A day after the passage of Hurricane Ian, the inhabitants of Lee County, one of the most affected by the storm, check under a radiant sun the damage suffered in the last hours.
In Iona, a village located about 10 km from McGregor, a street was flooded and only a few tall cars dare to roll over the water.
Ronnie Sutton is one of its inhabitants. He spent the night at a friend’s house in Cape Coral, about 10 km south of there, and has not yet been able to reach his home, but assumes that the water destroyed everything.
“It’s terrible. I guess this is the price to pay for being at sea level. Sometimes it turns against you,” laments the 67-year-old.
Boats in the middle of the road
In Fort Myers, a quiet town of about 83,000 people, the rise of the Caloosahatchee River pushed dozens of small boats moored in the marina to the streets of downtown, where they now rest on the mainland.
Tom Johnson attended the floods in the front row from his apartment next to the harbor, on the second floor of a simple two-story building.
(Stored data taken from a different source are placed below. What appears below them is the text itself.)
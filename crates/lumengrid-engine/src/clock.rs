//! Speed-scaled animation clock.
//!
//! Maps wallclock progress to abstract simulation time under a speed
//! multiplier. Programs animate against abstract time, so changing the
//! multiplier changes how fast the show runs without skipping.

use std::time::Instant;

/// Animation clock with a speed multiplier.
///
/// `1.0` is real time, `0.5` half speed, `0.0` freezes abstract time while
/// wallclock keeps advancing.
#[derive(Debug, Clone)]
pub struct AnimationClock {
    /// Speed multiplier applied to elapsed wallclock time.
    speed: f64,
    /// Wallclock instant of the last update.
    last: Instant,
    /// Accumulated abstract time in seconds.
    abstract_seconds: f64,
}

impl AnimationClock {
    pub fn new() -> Self {
        Self {
            speed: 1.0,
            last: Instant::now(),
            abstract_seconds: 0.0,
        }
    }

    /// Get the current abstract time in seconds.
    ///
    /// Accumulates the wallclock delta since the previous call, scaled by the
    /// current speed. Back-to-back calls therefore return (almost) the same
    /// value rather than double-counting the elapsed interval.
    pub fn current_time(&mut self) -> f64 {
        self.advance_to(Instant::now())
    }

    /// Change the speed multiplier.
    ///
    /// Pending wallclock time is accumulated at the old speed first, so a
    /// speed change never retroactively rescales time that already passed.
    pub fn set_speed(&mut self, speed: f64) {
        self.advance_to(Instant::now());
        self.speed = speed;
    }

    pub fn speed(&self) -> f64 {
        self.speed
    }

    /// Zero abstract time and rebind the wallclock reference to now.
    ///
    /// The speed multiplier is unaffected.
    pub fn reset(&mut self) {
        self.abstract_seconds = 0.0;
        self.last = Instant::now();
    }

    fn advance_to(&mut self, now: Instant) -> f64 {
        let delta = now.saturating_duration_since(self.last).as_secs_f64();
        self.abstract_seconds += delta * self.speed;
        self.last = now;
        self.abstract_seconds
    }
}

impl Default for AnimationClock {
    fn default() -> Self {
        Self::new()
    }
}
impl Core {
    fn tick(&mut self) {
        let time_ms = self.clock.current_time() * 1e3;
        if let Some(index) = self.active {
            let program = &mut self.programs[index];
            let lights = &mut self.lights;
            let result = catch_unwind(AssertUnwindSafe(|| {
                let keep_going = program.step(time_ms, lights);
                program.set_lights(time_ms, lights);
                keep_going
            }));
            match result {
                Ok(keep_going) => {
                    self.fault_streak = 0;
                    if !keep_going {
                        log::debug!(
                            "program {:?} reports its run complete",
                            self.programs[index].name()
                        );
                    }
                }
                Err(_) => {
                    self.fault_streak += 1;
                    let name = self.programs[index].name().to_string();
                    log::error!("caught panic in step of program {name:?}; continuing");
                    // Whatever the program had acquired dies with this frame.
                    self.lights.release_temps();
                    if self.fault_streak >= FAULT_LIMIT {
                        log::error!(
                            "program {name:?} faulted {FAULT_LIMIT} ticks in a row; dropping it"
                        );
                        self.active = None;
                        self.notify_state_changed();
                    }
                }
            }
        }
        self.write_frame();
        self.frames += 1;
    }

    fn write_frame(&mut self) {
        if let Some(transmitter) = self.transmitter.as_deref_mut() {
            if let Err(err) = self.framer.write_lights(&self.lights, transmitter) {
                log::warn!("frame transmit failed: {err}");
            }
        }
        for listener in &mut self.listeners {
            listener.frame_ready();
        }
    }

    fn blank_all(&mut self) {
        for _ in 0..BLANK_FRAMES {
            self.lights.fill(color::BLACK, false);
            self.write_frame();
        }
    }

    fn init_active_program(&mut self) {
        if let Some(index) = self.active {
            let program = &mut self.programs[index];
            let lights = &mut self.lights;
            if catch_unwind(AssertUnwindSafe(|| program.init(lights))).is_err() {
                log::error!(
                    "caught panic in init of program {:?}; dropping it",
                    self.programs[index].name()
                );
                self.active = None;
                self.lights.release_temps();
            }
        }
    }

    fn snapshot(&self) -> StatusSnapshot {
        StatusSnapshot {
            running: self.state == RunState::Running,
            paused: self.state == RunState::Paused,
            scheduled: self.scheduled,
            program: self.active.map(|i| self.programs[i].name().to_string()),
            next_event: self.next_event.clone(),
        }
    }

    fn notify_state_changed(&mut self) {
        let snapshot = self.snapshot();
        for listener in &mut self.listeners {
            listener.exec_state_changed(&snapshot);
        }
    }
}
//! The 3D light buffer: cells, addressing views, and plane shifts.
//!
//! All light cells live in one arena owned by [`LightBuffer`]. Every view
//! (full grid, left/right half grids, wiring strings) is a table of indices
//! into that arena, never a copy, so a mutation made through any view is
//! visible through all of them.

mod plane;

use crate::color::{self, Rgb};
use crate::error::GeometryError;
use plane::TempPool;

pub use plane::PlaneHandle;

/// Grid axis selector for plane-addressed operations.
#[derive(Debug, Clone, Copy, PartialEq, Eq)]
pub enum Axis {
    X,
    Y,
    Z,
}

impl Axis {
    fn extent_of(self, dims: [usize; 3]) -> usize {
        match self {
            Self::X => dims[0],
            Self::Y => dims[1],
            Self::Z => dims[2],
        }
    }

    /// Dimensions of a plane perpendicular to this axis.
    fn plane_dims(self, dims: [usize; 3]) -> (usize, usize) {
        match self {
            Self::X => (dims[1], dims[2]),
            Self::Y => (dims[0], dims[2]),
            Self::Z => (dims[0], dims[1]),
        }
    }

    fn plane_cell(self, index: usize, a: usize, b: usize) -> (usize, usize, usize) {
        match self {
            Self::X => (index, a, b),
            Self::Y => (a, index, b),
            Self::Z => (a, b, index),
        }
    }
}

/// Selector for the 3D views over the buffer.
#[derive(Debug, Clone, Copy, PartialEq, Eq)]
pub enum GridId {
    /// Both halves as one grid.
    All,
    /// The left half.
    Left,
    /// The right half.
    Right,
}

/// One addressable light.
#[derive(Debug, Clone)]
pub struct Light {
    /// Grid identity, fixed at construction.
    pub ix: i32,
    pub iy: i32,
    pub iz: i32,
    /// Spatial position for external viewers; the engine never reads it.
    pub x: f64,
    pub y: f64,
    pub z: f64,
    /// Whether the light is lit.
    pub on: bool,
    /// Stored color; a light that is off is emitted as black.
    pub color: Rgb,
}
//! Light show engine for the lumengrid installation
//!
//! Architecture layers:
//! - `color` - Color type and palette helpers
//! - `buffer` - The 3D light buffer: cells, addressing views, plane shifts
//! - `clock` - Speed-scaled animation clock
//! - `program` - The [`VisualProgram`] plugin contract
//! - `engine` - Run loop, lifecycle state machine, program registry
//! - `schedule` - Day/night auto-scheduling against a sun-event oracle
//! - `output` - Frame serialization and the [`Transmitter`] seam
//! - `state` - Shared status for external observation
//!
//! Output hardware plugs in behind the [`Transmitter`] trait; running
//! without one is supported for headless use.

pub mod buffer;
pub mod clock;
pub mod color;
pub mod engine;
pub mod error;
pub mod output;
pub mod program;
pub mod schedule;
pub mod state;

// Buffer exports
pub use buffer::{Axis, GridId, Layout, Light, LightBuffer, PlaneHandle};

// Clock exports
pub use clock::AnimationClock;

// Color exports
pub use color::Rgb;

// Engine exports
pub use engine::{EngineConfig, ExecListener, ShowEngine};

// Error exports
pub use error::{GeometryError, TransmitError};

// Output exports
pub use output::{ChannelLayout, FRAME_START, NullTransmitter, OutputFramer, Transmitter};

// Program exports
pub use program::VisualProgram;

// Schedule exports
pub use schedule::{FixedHoursClock, SunClock, SunEvent, SunEventKind};

// State exports
pub use state::StatusSnapshot;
Wednesday afternoon, he watched as the hurricane pushed two boats into the courtyard of the housing complex within five minutes.
“I was scared because I had never experienced anything like this,” he says, pointing to the two boats. “I heard the most terrible noises, with things flying everywhere, the doors flying,” adds the 54-year-old whose house was not damaged.
Read: Hurricane Ian strengthens to category 4 and approaches Florida after leaving destruction in Cuba
One of her neighbors, Janelle Thil, was not so lucky. His apartment on the ground floor began to flood and he had to ask for help from some inhabitants of the building to get out of there.
“They took my dogs. I jumped out of the window and swam there,” he says, pointing to the empty house on the second floor where he took refuge with other people.
This 42-year-old woman has just cleaned up the mud that entered her house and now counts the few belongings she did not lose in the flood.
“I cried a little when I went back to my apartment, opened the door and had to wait five minutes for all the water to come out,” she says. “I loved my house, but I’m alive and that’s the main thing,” she adds resignedly.